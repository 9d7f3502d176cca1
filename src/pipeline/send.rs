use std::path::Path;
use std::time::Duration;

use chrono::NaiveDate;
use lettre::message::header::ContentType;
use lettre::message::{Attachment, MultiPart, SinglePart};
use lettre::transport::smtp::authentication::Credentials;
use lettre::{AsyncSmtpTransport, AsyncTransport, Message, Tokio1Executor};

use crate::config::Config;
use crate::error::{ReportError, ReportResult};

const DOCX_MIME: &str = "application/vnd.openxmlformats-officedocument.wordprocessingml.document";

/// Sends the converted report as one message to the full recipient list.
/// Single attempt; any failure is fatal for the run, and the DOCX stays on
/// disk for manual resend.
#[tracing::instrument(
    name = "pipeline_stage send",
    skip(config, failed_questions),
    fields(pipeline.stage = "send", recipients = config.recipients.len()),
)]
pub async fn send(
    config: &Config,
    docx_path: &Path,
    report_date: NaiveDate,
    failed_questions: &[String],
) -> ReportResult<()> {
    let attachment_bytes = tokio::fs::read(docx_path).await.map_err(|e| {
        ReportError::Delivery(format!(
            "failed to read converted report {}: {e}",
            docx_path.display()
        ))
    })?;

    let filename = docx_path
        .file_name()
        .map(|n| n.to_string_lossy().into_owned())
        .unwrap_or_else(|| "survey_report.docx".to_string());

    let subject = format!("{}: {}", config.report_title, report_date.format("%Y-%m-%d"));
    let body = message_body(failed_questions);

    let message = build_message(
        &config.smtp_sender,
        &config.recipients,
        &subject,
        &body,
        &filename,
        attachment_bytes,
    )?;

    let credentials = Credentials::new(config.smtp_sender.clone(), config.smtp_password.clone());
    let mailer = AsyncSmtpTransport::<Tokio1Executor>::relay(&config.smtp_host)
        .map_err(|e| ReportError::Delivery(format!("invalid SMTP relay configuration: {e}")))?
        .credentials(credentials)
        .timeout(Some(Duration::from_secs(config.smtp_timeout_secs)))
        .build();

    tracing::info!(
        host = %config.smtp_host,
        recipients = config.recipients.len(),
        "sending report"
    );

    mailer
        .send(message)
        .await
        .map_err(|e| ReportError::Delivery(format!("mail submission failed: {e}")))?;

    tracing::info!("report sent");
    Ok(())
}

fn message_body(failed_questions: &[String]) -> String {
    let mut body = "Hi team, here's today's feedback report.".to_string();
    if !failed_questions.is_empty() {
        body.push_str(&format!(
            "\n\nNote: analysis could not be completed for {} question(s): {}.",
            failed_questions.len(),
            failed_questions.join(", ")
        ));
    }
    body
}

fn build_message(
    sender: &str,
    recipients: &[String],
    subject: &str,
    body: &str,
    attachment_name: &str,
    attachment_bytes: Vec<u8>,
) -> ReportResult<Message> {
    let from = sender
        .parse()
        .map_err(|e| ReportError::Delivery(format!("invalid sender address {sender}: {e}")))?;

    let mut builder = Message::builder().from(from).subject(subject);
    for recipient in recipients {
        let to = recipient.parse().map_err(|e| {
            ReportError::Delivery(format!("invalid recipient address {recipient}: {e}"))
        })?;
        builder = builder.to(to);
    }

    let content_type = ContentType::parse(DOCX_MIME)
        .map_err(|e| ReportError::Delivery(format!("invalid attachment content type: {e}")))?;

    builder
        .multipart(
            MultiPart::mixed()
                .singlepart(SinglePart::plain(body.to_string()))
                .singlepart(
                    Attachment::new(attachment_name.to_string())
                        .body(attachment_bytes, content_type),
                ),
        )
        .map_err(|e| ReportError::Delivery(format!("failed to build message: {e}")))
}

......

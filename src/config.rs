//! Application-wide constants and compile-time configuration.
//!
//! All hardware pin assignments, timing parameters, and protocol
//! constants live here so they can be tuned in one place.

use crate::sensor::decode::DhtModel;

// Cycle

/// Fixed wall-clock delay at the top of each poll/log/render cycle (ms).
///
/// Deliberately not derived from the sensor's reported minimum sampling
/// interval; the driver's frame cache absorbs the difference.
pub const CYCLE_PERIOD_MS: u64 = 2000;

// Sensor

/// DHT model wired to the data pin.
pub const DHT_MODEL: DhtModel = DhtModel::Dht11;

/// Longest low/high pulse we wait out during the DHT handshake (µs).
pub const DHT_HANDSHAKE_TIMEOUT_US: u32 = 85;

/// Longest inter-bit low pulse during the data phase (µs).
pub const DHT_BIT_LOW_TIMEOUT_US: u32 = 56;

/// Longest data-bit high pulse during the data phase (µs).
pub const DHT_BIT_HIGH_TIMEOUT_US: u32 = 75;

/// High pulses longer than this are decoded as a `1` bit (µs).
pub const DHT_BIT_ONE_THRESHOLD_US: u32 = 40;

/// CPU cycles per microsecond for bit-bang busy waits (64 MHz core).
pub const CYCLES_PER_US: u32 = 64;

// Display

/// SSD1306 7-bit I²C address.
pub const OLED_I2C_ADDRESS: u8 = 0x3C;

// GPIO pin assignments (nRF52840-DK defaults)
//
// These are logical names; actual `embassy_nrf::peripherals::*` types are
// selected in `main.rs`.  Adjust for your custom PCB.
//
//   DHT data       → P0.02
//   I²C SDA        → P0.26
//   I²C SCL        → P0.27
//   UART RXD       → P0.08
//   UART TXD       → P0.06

......

→ **DIRECTIONS**: The lines above that hold the word "await" are the ones to copy.

→ **TASK SOLUTION**:
    let attachment_bytes = tokio::fs::read(docx_path).await.map_err(|e| {
        .await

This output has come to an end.